As a blended family and a newly-married blended family at that, we get lots of questions from friends and near strangers. In no ranking order of popularity they are:

1. How did you meet?

OkCupid.com. I feel like I should send them a check for a million dollars. The $5.99 I spent clearly does not constitute a fair trade.

2. Do the kids get along?

For the most part. They definitely have their moments, but overall they’re already acting like typical siblings. We have seen a shift from blissful interactions (at first) to heavy fighting (right after the wedding ) and now – a nice balance equal in positive play and then the occasional and expected tiff. The dynamics are always shifting between the kids, but as long as us adults stay on the same page, everything is just as it should be. Seth and I are from large families, so we’re built for the chaos that seems to constantly surround us.

3. What do the exes think?

Mine is completely uninvolved and sees Benjamin for a few hours once a month. Seth’s is more involved as she recently moved back to Ohio. Ex-relations are never “easy” but I think all of the adults are doing their best to adapt to the new relationship. At our house, we have an open dialogue with the children about their emotions and make sure they don’t feel like dropping statements such as, “I love Daddy more than you” will hurt our feelings or make us upset. Benjamin said that today actually. I asked him because he asked me who I loved more, him or Seth. I said I didn’t want to answer a question like that and then I asked him, “It’s like me asking you who you love more – me or your real Daddy.” And then he paused for a moment and said, “Daddy.” Another pause. “But only because I don’t see him very much.”

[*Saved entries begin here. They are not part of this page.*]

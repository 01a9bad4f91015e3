//! Image selection: which bean to show on this page load.
//!
//! One load in [`SPECIAL_ODDS`] (and every load that brings the counter to
//! [`SPECIAL_LOAD_COUNT`]) shows the special image. Otherwise a regular image is
//! drawn uniformly, never repeating the one shown last time.

use std::collections::HashMap;

use rand::Rng;

use crate::assets::AssetManifest;
use crate::config::{MAX_REDRAWS, SPECIAL_LOAD_COUNT, SPECIAL_ODDS, SPECIAL_SENTINEL};
use crate::error::{Error, Result};

pub const LAST_SHOWN_KEY: &str = "lastBean";
pub const LOAD_COUNT_KEY: &str = "loadCount";

/// String key-value persistence (`localStorage` in the browser).
pub trait KeyValueStore {
    fn get(&self, key: &str) -> Option<String>;
    fn set(&mut self, key: &str, value: &str);
}

/// In-memory store, used when `localStorage` is unavailable and in tests.
#[derive(Debug, Default)]
pub struct MemoryStore {
    entries: HashMap<String, String>,
}

impl KeyValueStore for MemoryStore {
    fn get(&self, key: &str) -> Option<String> {
        self.entries.get(key).cloned()
    }

    fn set(&mut self, key: &str, value: &str) {
        self.entries.insert(key.to_string(), value.to_string());
    }
}

/// The outcome of a selection.
#[derive(Clone, Debug, PartialEq, Eq)]
pub enum ImageRef {
    Regular { index: usize, url: String },
    Special { url: String },
}

impl ImageRef {
    pub fn url(&self) -> &str {
        match self {
            ImageRef::Regular { url, .. } | ImageRef::Special { url } => url,
        }
    }

    pub fn is_special(&self) -> bool {
        matches!(self, ImageRef::Special { .. })
    }
}

/// Persisted selection bookkeeping.
#[derive(Clone, Debug, Default, PartialEq, Eq)]
pub struct SelectionState {
    pub last_shown: Option<String>,
    pub load_count: u32,
}

impl SelectionState {
    /// Read state from the store; a missing or malformed counter reads as 0.
    pub fn load(store: &impl KeyValueStore) -> Self {
        let last_shown = store.get(LAST_SHOWN_KEY).filter(|s| !s.is_empty());
        let load_count = store
            .get(LOAD_COUNT_KEY)
            .and_then(|s| s.trim().parse::<u32>().ok())
            .unwrap_or(0);
        Self {
            last_shown,
            load_count,
        }
    }

    pub fn save(&self, store: &mut impl KeyValueStore) {
        store.set(LOAD_COUNT_KEY, &self.load_count.to_string());
        if let Some(last) = &self.last_shown {
            store.set(LAST_SHOWN_KEY, last);
        }
    }

    /// Count this page load.
    pub fn record_load(&mut self) {
        self.load_count = self.load_count.saturating_add(1);
    }
}

#[derive(Clone, Debug)]
pub struct ImageSelector {
    regular: Vec<String>,
    special: String,
}

impl ImageSelector {
    /// Fails with [`Error::EmptyAssetList`] when `regular` is empty.
    pub fn new(regular: Vec<String>, special: String) -> Result<Self> {
        if regular.is_empty() {
            return Err(Error::EmptyAssetList);
        }
        Ok(Self { regular, special })
    }

    pub fn from_manifest(manifest: &AssetManifest) -> Result<Self> {
        Self::new(manifest.regular_urls(), manifest.special_url())
    }

    pub fn regular(&self) -> &[String] {
        &self.regular
    }

    /// Pick an image and update `state` (last shown, counter reset on special).
    pub fn select<R: Rng + ?Sized>(&self, state: &mut SelectionState, rng: &mut R) -> ImageRef {
        let lucky = rng.gen_range(0..SPECIAL_ODDS) == SPECIAL_SENTINEL;
        if lucky || state.load_count == SPECIAL_LOAD_COUNT {
            log::info!("You found the special bean!");
            state.load_count = 0;
            state.last_shown = Some(self.special.clone());
            return ImageRef::Special {
                url: self.special.clone(),
            };
        }

        let index = self.pick_regular(state.last_shown.as_deref(), rng);
        let url = self.regular[index].clone();
        state.last_shown = Some(url.clone());
        ImageRef::Regular { index, url }
    }

    /// Full page-load bookkeeping: count the load, pick an image, persist state.
    pub fn select_for_load<R: Rng + ?Sized>(
        &self,
        store: &mut impl KeyValueStore,
        rng: &mut R,
    ) -> ImageRef {
        let mut state = SelectionState::load(store);
        state.record_load();
        state.save(store);
        let image = self.select(&mut state, rng);
        state.save(store);
        image
    }

    fn pick_regular<R: Rng + ?Sized>(&self, last: Option<&str>, rng: &mut R) -> usize {
        let len = self.regular.len();
        if len <= 1 {
            return 0;
        }
        let Some(last_idx) = last.and_then(|l| self.regular.iter().position(|u| u == l)) else {
            return rng.gen_range(0..len);
        };
        for _ in 0..MAX_REDRAWS {
            let idx = rng.gen_range(0..len);
            if idx != last_idx {
                return idx;
            }
        }
        (last_idx + 1) % len
    }
}

#[cfg(test)]
mod tests {
    use super::*;
    use rand::SeedableRng;
    use rand::rngs::StdRng;

    fn selector(n: usize) -> ImageSelector {
        let regular = (0..n).map(|i| format!("/beans/bean{i}.png")).collect();
        ImageSelector::new(regular, "/beans/beanlet.png".into()).unwrap()
    }

    #[test]
    fn empty_regular_set_is_rejected() {
        let err = ImageSelector::new(Vec::new(), "/beans/beanlet.png".into()).unwrap_err();
        assert!(matches!(err, Error::EmptyAssetList));
    }

    #[test]
    fn load_count_42_forces_special_and_resets() {
        let sel = selector(3);
        let mut rng = StdRng::seed_from_u64(1);
        let mut state = SelectionState {
            last_shown: None,
            load_count: SPECIAL_LOAD_COUNT,
        };
        let img = sel.select(&mut state, &mut rng);
        assert!(img.is_special());
        assert_eq!(state.load_count, 0);
        assert_eq!(state.last_shown.as_deref(), Some("/beans/beanlet.png"));
    }

    #[test]
    fn single_regular_image_may_repeat() {
        let sel = selector(1);
        let mut rng = StdRng::seed_from_u64(7);
        let mut state = SelectionState::default();
        for _ in 0..200 {
            let img = sel.select(&mut state, &mut rng);
            if let ImageRef::Regular { index, .. } = img {
                assert_eq!(index, 0);
            }
        }
    }

    #[test]
    fn redraw_cap_falls_back_to_next_index() {
        // An rng that always yields the same value exhausts the redraw budget.
        let sel = selector(4);
        let mut rng = rand::rngs::mock::StepRng::new(0, 0);
        assert_eq!(sel.pick_regular(Some("/beans/bean0.png"), &mut rng), 1);
    }

    #[test]
    fn unknown_last_shown_is_ignored() {
        let sel = selector(2);
        let mut rng = StdRng::seed_from_u64(3);
        let idx = sel.pick_regular(Some("/elsewhere.png"), &mut rng);
        assert!(idx < 2);
    }

    #[test]
    fn state_round_trips_through_store() {
        let mut store = MemoryStore::default();
        let state = SelectionState {
            last_shown: Some("/beans/bean2.png".into()),
            load_count: 12,
        };
        state.save(&mut store);
        assert_eq!(store.get(LOAD_COUNT_KEY).as_deref(), Some("12"));
        assert_eq!(SelectionState::load(&store), state);
    }

    #[test]
    fn forty_second_load_is_special() {
        let sel = selector(5);
        let mut rng = StdRng::seed_from_u64(9);
        let mut store = MemoryStore::default();
        store.set(LOAD_COUNT_KEY, "41");
        let img = sel.select_for_load(&mut store, &mut rng);
        assert!(img.is_special());
        assert_eq!(store.get(LOAD_COUNT_KEY).as_deref(), Some("0"));
        assert_eq!(store.get(LAST_SHOWN_KEY).as_deref(), Some(img.url()));
    }

    #[test]
    fn select_for_load_counts_and_remembers() {
        let sel = selector(5);
        let mut rng = StdRng::seed_from_u64(10);
        let mut store = MemoryStore::default();
        let first = sel.select_for_load(&mut store, &mut rng);
        if !first.is_special() {
            assert_eq!(store.get(LOAD_COUNT_KEY).as_deref(), Some("1"));
        }
        assert_eq!(store.get(LAST_SHOWN_KEY).as_deref(), Some(first.url()));
    }

    #[test]
    fn malformed_counter_reads_as_zero() {
        let mut store = MemoryStore::default();
        store.set(LOAD_COUNT_KEY, "lots");
        assert_eq!(SelectionState::load(&store).load_count, 0);
    }
}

4. Are you going to have more?

More children. The inevitable question from well meaning interested or merely curious parties. The answer? Not so easy. Seth definitely wants more. But I’m on the fence. You have to remember, when I had Benjamin,I was alone and it was hard. So hard in fact that I cried into my pillow on just about every evening and cursed the Universe and all mothers before me for not telling me how hard it would be. “Why didn’t anyone warn me?” I thought.

I have heard other mothers have differing experiences.

But regardless of being single or not, depressed or happy, breast feeding or bottle feeding, newborn babies dominate your world for months in and out of the womb. What would it be like, though, if I had help? Especially in the way of Seth who is God’s gift to mothers. I mean, the man is a child rearing phenom. Would I be able to enjoy the little guy or girl? I did enjoy Benjamin, but I had zero time to myself for years and years and yes, I’m probably still traumatized.

So, yeah. Me. Fence. Seth. Rearing to go.

Either way, we want to wait. So, I have time to continue pondering the idea of another little Gremlin to add to our collection. In the meantime, I leave you with a picture of Seth holding my adorable baby niece at my cousin’s wedding in North Carolina.

Um yeah, can you hear my ovaries from there? They’re screaming. But my brain is overriding them … for now.

After these pictures were taken, I kidnapped Daphne for most of the reception.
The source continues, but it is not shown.